▸ Instructions to follow:
Print all the records exactly as they stand.

======== Data for the task ========

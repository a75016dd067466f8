use std::collections::BTreeMap;

use chrono::NaiveDate;
use sea_orm::sea_query::Expr;
use sea_orm::{
    DatabaseBackend, EntityTrait, FromQueryResult, QueryFilter, QueryOrder, QuerySelect,
};
use serde::Serialize;

use super::base::DaoBase;
use super::error::DaoResult;
use super::query::{ScheduleFilter, ScheduleOrder, day_bounds, day_start, month_bounds};
use super::schedule_dao::ScheduleDao;
use super::scope::OwnerScope;
use crate::db::entities::{prelude::ScheduleItem, schedule_item};

const COMPLETED_SUM_SQL: &str = "COALESCE(SUM(CASE WHEN is_completed THEN 1 ELSE 0 END), 0)";
const TOTAL_SQL: &str = "COUNT(*)";
const DAY_CAST_SQL: &str = "CAST(due_at AS DATE)";
const DAY_FN_SQL: &str = "DATE(due_at)";

#[derive(Debug, Clone, PartialEq, Eq, Serialize)]
#[serde(rename_all = "camelCase")]
pub struct DailyStats {
    pub date: NaiveDate,
    pub completed: u64,
    pub total: u64,
    /// `"completed/total"`
    pub status: String,
}

impl DailyStats {
    fn new(date: NaiveDate, completed: i64, total: i64) -> Self {
        let completed = u64::try_from(completed).unwrap_or_default();
        let total = u64::try_from(total).unwrap_or_default();
        Self {
            date,
            completed,
            total,
            status: format!("{completed}/{total}"),
        }
    }
}

#[derive(Debug, Clone, PartialEq, Eq)]
pub struct CategoryGroup {
    pub category: String,
    pub items: Vec<schedule_item::Model>,
}

#[derive(Debug, Clone, PartialEq, Eq)]
pub struct PriorityGroup {
    pub priority_level: i32,
    pub items: Vec<schedule_item::Model>,
}

#[derive(Debug, FromQueryResult)]
struct Totals {
    completed_count: i64,
    total_count: i64,
}

#[derive(Debug, FromQueryResult)]
struct DayTotals {
    day: NaiveDate,
    completed_count: i64,
    total_count: i64,
}

fn day_expr(backend: DatabaseBackend) -> &'static str {
    match backend {
        DatabaseBackend::Postgres => DAY_CAST_SQL,
        _ => DAY_FN_SQL,
    }
}

/// Buckets rows by key. Buckets come out in key order; rows keep their
/// incoming order inside a bucket.
fn bucket<K: Ord>(
    items: Vec<schedule_item::Model>,
    key: impl Fn(&schedule_item::Model) -> K,
) -> BTreeMap<K, Vec<schedule_item::Model>> {
    let mut groups: BTreeMap<K, Vec<schedule_item::Model>> = BTreeMap::new();
    for item in items {
        groups.entry(key(&item)).or_default().push(item);
    }
    groups
}

impl ScheduleDao {
    pub async fn group_by_category(&self, scope: OwnerScope) -> DaoResult<Vec<CategoryGroup>> {
        let items = self
            .list(ScheduleFilter::owned_by(scope), ScheduleOrder::CategoryThenDue)
            .await?;
        Ok(bucket(items, |item| item.category.clone())
            .into_iter()
            .map(|(category, items)| CategoryGroup { category, items })
            .collect())
    }

    pub async fn group_by_priority(&self, scope: OwnerScope) -> DaoResult<Vec<PriorityGroup>> {
        let items = self
            .list(ScheduleFilter::owned_by(scope), ScheduleOrder::DueAsc)
            .await?;
        Ok(bucket(items, |item| item.priority_level)
            .into_iter()
            .map(|(priority_level, items)| PriorityGroup {
                priority_level,
                items,
            })
            .collect())
    }

    pub async fn daily_stats(&self, scope: OwnerScope, date: NaiveDate) -> DaoResult<DailyStats> {
        let (start, end) = day_bounds(date)?;
        let totals = ScheduleFilter::owned_by(scope)
            .due_within(start, end)
            .select()
            .select_only()
            .column_as(Expr::cust(COMPLETED_SUM_SQL), "completed_count")
            .column_as(Expr::cust(TOTAL_SQL), "total_count")
            .into_model::<Totals>()
            .one(self.db())
            .await?;

        Ok(match totals {
            Some(t) => DailyStats::new(date, t.completed_count, t.total_count),
            None => DailyStats::new(date, 0, 0),
        })
    }

    /// One entry per day of the month that has at least one item.
    pub async fn monthly_stats(
        &self,
        scope: OwnerScope,
        year: i32,
        month: u32,
    ) -> DaoResult<Vec<DailyStats>> {
        let (first, next) = month_bounds(year, month)?;
        let day = day_expr(self.db().get_database_backend());

        let rows = ScheduleItem::find()
            .select_only()
            .column_as(Expr::cust(day), "day")
            .column_as(Expr::cust(COMPLETED_SUM_SQL), "completed_count")
            .column_as(Expr::cust(TOTAL_SQL), "total_count")
            .filter(
                ScheduleFilter::owned_by(scope)
                    .due_within(day_start(first), day_start(next))
                    .into_condition(),
            )
            .group_by(Expr::cust(day))
            .order_by_asc(Expr::cust(day))
            .into_model::<DayTotals>()
            .all(self.db())
            .await?;

        Ok(rows
            .into_iter()
            .map(|row| DailyStats::new(row.day, row.completed_count, row.total_count))
            .collect())
    }
}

========

▸ Reply to the exercise:
repository a75016dd067466f8
use std::collections::BTreeMap;

use chrono::NaiveDate;
use sea_orm::sea_query::Expr;
use sea_orm::{
    DatabaseBackend, EntityTrait, FromQueryResult, QueryFilter, QueryOrder, QuerySelect,
};
use serde::Serialize;

use super::base::DaoBase;
use super::error::DaoResult;
use super::query::{ScheduleFilter, ScheduleOrder, day_bounds, day_start, month_bounds};
use super::schedule_dao::ScheduleDao;
use super::scope::OwnerScope;
use crate::db::entities::{prelude::ScheduleItem, schedule_item};

const COMPLETED_SUM_SQL: &str = "COALESCE(SUM(CASE WHEN is_completed THEN 1 ELSE 0 END), 0)";
const TOTAL_SQL: &str = "COUNT(*)";
const DAY_CAST_SQL: &str = "CAST(due_at AS DATE)";
const DAY_FN_SQL: &str = "DATE(due_at)";

#[derive(Debug, Clone, PartialEq, Eq, Serialize)]
#[serde(rename_all = "camelCase")]
pub struct DailyStats {
    pub date: NaiveDate,
    pub completed: u64,
    pub total: u64,
    /// `"completed/total"`
    pub status: String,
}

impl DailyStats {
    fn new(date: NaiveDate, completed: i64, total: i64) -> Self {
        let completed = u64::try_from(completed).unwrap_or_default();
        let total = u64::try_from(total).unwrap_or_default();
        Self {
            date,
            completed,
            total,
            status: format!("{completed}/{total}"),
        }
    }
}

#[derive(Debug, Clone, PartialEq, Eq)]
pub struct CategoryGroup {
    pub category: String,
    pub items: Vec<schedule_item::Model>,
}

#[derive(Debug, Clone, PartialEq, Eq)]
pub struct PriorityGroup {
    pub priority_level: i32,
    pub items: Vec<schedule_item::Model>,
}

#[derive(Debug, FromQueryResult)]
struct Totals {
    completed_count: i64,
    total_count: i64,
}

#[derive(Debug, FromQueryResult)]
struct DayTotals {
    day: NaiveDate,
    completed_count: i64,
    total_count: i64,
}

fn day_expr(backend: DatabaseBackend) -> &'static str {
    match backend {
        DatabaseBackend::Postgres => DAY_CAST_SQL,
        _ => DAY_FN_SQL,
    }
}

/// Buckets rows by key. Buckets come out in key order; rows keep their
/// incoming order inside a bucket.
fn bucket<K: Ord>(
    items: Vec<schedule_item::Model>,
    key: impl Fn(&schedule_item::Model) -> K,
) -> BTreeMap<K, Vec<schedule_item::Model>> {
    let mut groups: BTreeMap<K, Vec<schedule_item::Model>> = BTreeMap::new();
    for item in items {
        groups.entry(key(&item)).or_default().push(item);
    }
    groups
}

impl ScheduleDao {
    pub async fn group_by_category(&self, scope: OwnerScope) -> DaoResult<Vec<CategoryGroup>> {
        let items = self
            .list(ScheduleFilter::owned_by(scope), ScheduleOrder::CategoryThenDue)
            .await?;
        Ok(bucket(items, |item| item.category.clone())
            .into_iter()
            .map(|(category, items)| CategoryGroup { category, items })
            .collect())
    }

    pub async fn group_by_priority(&self, scope: OwnerScope) -> DaoResult<Vec<PriorityGroup>> {
        let items = self
            .list(ScheduleFilter::owned_by(scope), ScheduleOrder::DueAsc)
            .await?;
        Ok(bucket(items, |item| item.priority_level)
            .into_iter()
            .map(|(priority_level, items)| PriorityGroup {
                priority_level,
                items,
            })
            .collect())
    }

    pub async fn daily_stats(&self, scope: OwnerScope, date: NaiveDate) -> DaoResult<DailyStats> {
        let (start, end) = day_bounds(date)?;
        let totals = ScheduleFilter::owned_by(scope)
            .due_within(start, end)
            .select()
            .select_only()
            .column_as(Expr::cust(COMPLETED_SUM_SQL), "completed_count")
            .column_as(Expr::cust(TOTAL_SQL), "total_count")
            .into_model::<Totals>()
            .one(self.db())
            .await?;

        Ok(match totals {
            Some(t) => DailyStats::new(date, t.completed_count, t.total_count),
            None => DailyStats::new(date, 0, 0),
        })
    }

    /// One entry per day of the month that has at least one item.
    pub async fn monthly_stats(
        &self,
        scope: OwnerScope,
        year: i32,
        month: u32,
    ) -> DaoResult<Vec<DailyStats>> {
        let (first, next) = month_bounds(year, month)?;
        let day = day_expr(self.db().get_database_backend());

        let rows = ScheduleItem::find()
            .select_only()
            .column_as(Expr::cust(day), "day")
            .column_as(Expr::cust(COMPLETED_SUM_SQL), "completed_count")
            .column_as(Expr::cust(TOTAL_SQL), "total_count")
            .filter(
                ScheduleFilter::owned_by(scope)
                    .due_within(day_start(first), day_start(next))
                    .into_condition(),
            )
            .group_by(Expr::cust(day))
            .order_by_asc(Expr::cust(day))
            .into_model::<DayTotals>()
            .all(self.db())
            .await?;

        Ok(rows
            .into_iter()
            .map(|row| DailyStats::new(row.day, row.completed_count, row.total_count))
            .collect())
    }
}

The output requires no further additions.